12 de junho de 1942 – 1º de agosto de 1944. Ao longo deste período, a jovem Anne Frank escreveu em seu diário toda a tensão que a família Frank sofreu durante a Segunda Guerra Mundial. Ao fim de longos dias de silêncio e medo aterrorizante, eles foram descobertos pelos nazistas e deportados para campos de concentração. Anne inicialmente foi para Auschwitz, e mais tarde para Bergen-Belsen. A força da narrativa de Anne, com impressionantes relatos das atrocidades e horrores cometidos contra os judeus, faz deste livro um precioso documento. Seu diário já foi traduzido para 67 línguas, e é um dos livros mais lidos do mundo. Ele destaca sentimentos, aflições e pequenas alegrias de uma vida incomum, problemas da transformação da menina em mulher, o despertar do amor, a fé inabalável na religião e, principalmente, revela a rara nobreza de um espírito amadurecido no sofrimento. Um retrato da menina por trás do mito.
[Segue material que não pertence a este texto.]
//! Retry utilities for RPC calls
//!
//! Reads against a chain are wrapped at the call site with [`with_retry`];
//! transaction submission is never retried here because a resend must go
//! through the watcher's sent-at guard.

use std::future::Future;
use std::time::Duration;
use tracing::{debug, warn};

use crate::error::ChainError;

/// Backoff for chain reads: the delay doubles per attempt up to `max_backoff`
#[derive(Debug, Clone)]
pub struct RetryConfig {
    pub max_retries: u32,
    pub initial_backoff: Duration,
    pub max_backoff: Duration,
}

impl Default for RetryConfig {
    fn default() -> Self {
        Self {
            max_retries: 5,
            initial_backoff: Duration::from_secs(2),
            max_backoff: Duration::from_secs(60),
        }
    }
}

impl RetryConfig {
    /// Delay before retry number `attempt + 1`
    pub fn backoff_for_attempt(&self, attempt: u32) -> Duration {
        self.initial_backoff
            .checked_mul(1u32.checked_shl(attempt).unwrap_or(u32::MAX))
            .map_or(self.max_backoff, |d| d.min(self.max_backoff))
    }
}

/// Classifies RPC error messages
#[derive(Debug, Clone, PartialEq)]
pub enum ErrorClass {
    /// Temporary failure (timeout, rate limit, gateway errors, underpriced replacement)
    Transient,
    /// Nonce already used; the transaction may or may not be ours
    NonceTooLow,
    /// The call reverted or could not be executed
    CallException,
    /// Unknown error
    Unknown,
}

/// Classify an RPC error message
pub fn classify_error(error: &str) -> ErrorClass {
    let error_lower = error.to_lowercase();

    if error_lower.contains("timeout")
        || error_lower.contains("timed out")
        || error_lower.contains("connection")
        || error_lower.contains("network")
        || error_lower.contains("rate limit")
        || error_lower.contains("too many requests")
        || error_lower.contains("429")
        || error_lower.contains("502")
        || error_lower.contains("503")
        || error_lower.contains("504")
        || error_lower.contains("temporarily unavailable")
        || error_lower.contains("header not found")
        || error_lower.contains("underpriced")
        || error_lower.contains("replacement transaction")
    {
        return ErrorClass::Transient;
    }

    if error_lower.contains("nonce too low")
        || error_lower.contains("nonce has already been used")
        || error_lower.contains("already known")
    {
        return ErrorClass::NonceTooLow;
    }

    if error_lower.contains("execution reverted")
        || error_lower.contains("reverted")
        || error_lower.contains("call exception")
        || error_lower.contains("insufficient funds")
        || error_lower.contains("out of gas")
        || error_lower.contains("gas required exceeds")
    {
        return ErrorClass::CallException;
    }

    ErrorClass::Unknown
}

/// Run `operation` until it succeeds, fails with a non-transient error, or
/// the retry budget is spent.
pub async fn with_retry<F, Fut, T>(
    config: &RetryConfig,
    label: &str,
    mut operation: F,
) -> Result<T, ChainError>
where
    F: FnMut() -> Fut,
    Fut: Future<Output = Result<T, ChainError>>,
{
    let mut attempt = 0u32;

    loop {
        match operation().await {
            Ok(result) => return Ok(result),
            Err(e) if e.is_transient() && attempt < config.max_retries => {
                let backoff = config.backoff_for_attempt(attempt);
                attempt += 1;
                warn!(
                    call = label,
                    attempt,
                    max = config.max_retries,
                    ?backoff,
                    error = %e,
                    "Retrying after backoff"
                );
                tokio::time::sleep(backoff).await;
            }
            Err(e) => {
                debug!(call = label, attempt, error = %e, "Giving up");
                return Err(e);
            }
        }
    }
}

#[cfg(test)]
mod tests {
    use super::*;
    use std::sync::atomic::{AtomicU32, Ordering};

    #[test]
    fn test_backoff_doubles_until_cap() {
        let config = RetryConfig::default();
        let delays: Vec<u64> = (0..6)
            .map(|n| config.backoff_for_attempt(n).as_secs())
            .collect();
        assert_eq!(delays, vec![2, 4, 8, 16, 32, 60]);
        assert_eq!(config.backoff_for_attempt(40), Duration::from_secs(60));
    }

    #[test]
    fn test_error_classification() {
        assert_eq!(classify_error("connection timeout"), ErrorClass::Transient);
        assert_eq!(
            classify_error("replacement transaction underpriced"),
            ErrorClass::Transient
        );
        assert_eq!(classify_error("nonce too low"), ErrorClass::NonceTooLow);
        assert_eq!(classify_error("execution reverted"), ErrorClass::CallException);
        assert_eq!(classify_error("some unknown error"), ErrorClass::Unknown);
    }

    fn fast() -> RetryConfig {
        RetryConfig {
            max_retries: 3,
            initial_backoff: Duration::from_millis(1),
            max_backoff: Duration::from_millis(2),
        }
    }

    #[tokio::test]
    async fn test_with_retry_recovers_from_transient() {
        let calls = AtomicU32::new(0);
        let result = with_retry(&fast(), "getCredit", || {
            let n = calls.fetch_add(1, Ordering::SeqCst);
            async move {
                if n < 2 {
                    Err(ChainError::Transient("503 service unavailable".into()))
                } else {
                    Ok(n)
                }
            }
        })
        .await;

        assert_eq!(result.unwrap(), 2);
        assert_eq!(calls.load(Ordering::SeqCst), 3);
    }

    #[tokio::test]
    async fn test_with_retry_stops_on_permanent() {
        let calls = AtomicU32::new(0);
        let result: Result<(), _> = with_retry(&fast(), "bondWithdrawal", || {
            calls.fetch_add(1, Ordering::SeqCst);
            async { Err(ChainError::CallException("execution reverted".into())) }
        })
        .await;

        assert!(matches!(result, Err(ChainError::CallException(_))));
        assert_eq!(calls.load(Ordering::SeqCst), 1);
    }

    #[tokio::test]
    async fn test_with_retry_exhausts_budget() {
        let calls = AtomicU32::new(0);
        let result: Result<(), _> = with_retry(&fast(), "getLogs", || {
            calls.fetch_add(1, Ordering::SeqCst);
            async { Err(ChainError::Transient("timeout".into())) }
        })
        .await;

        assert!(result.is_err());
        assert_eq!(calls.load(Ordering::SeqCst), 4);
    }
}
Por ter sido escrito por uma menina e por mostrar como foi permanecer "presa", crescer ali e os horrores que eles precisavam passar para sobreviver durante os 2 anos que permaneceram escondidos dos alemães, o livro se tornou um clássico. Fique sabendo de algumas curiosidades sobre esse livro de fatos reais:



➨ Quando as páginas de seu "diário" acabaram, ela preencheu mais dois cadernos e cerca de 360 folhas de papel soltas. 

➨ As narrativas do diário de Anne terminam quatro dias antes do esconderijo ser descoberto. Uma denúncia anônima que levou os alemães até a família Frank e não se soube de quem seria a ligação. 

➨ As duas famílias escondidas não tinham um chuveiro e os banhos eram de canecas e a família de Anne só podia se lavar aos domingos de manhã. 

➨ Anne e a irmã morreram de tifo no campo de concentração e o único sobrevivente do anexo foi o pai delas, Otto Frank. 

➨ Além de escrever em seu diário, Anne escrevia contos e colecionava frases de outros escritores. 

➨ Em 1983, uma escola do estado norte-americano do Alabama tentou proibir o diário com a justificativa de que era “muito depressivo”.

➨ A primeira publicação do diário, ocorreu em 1947.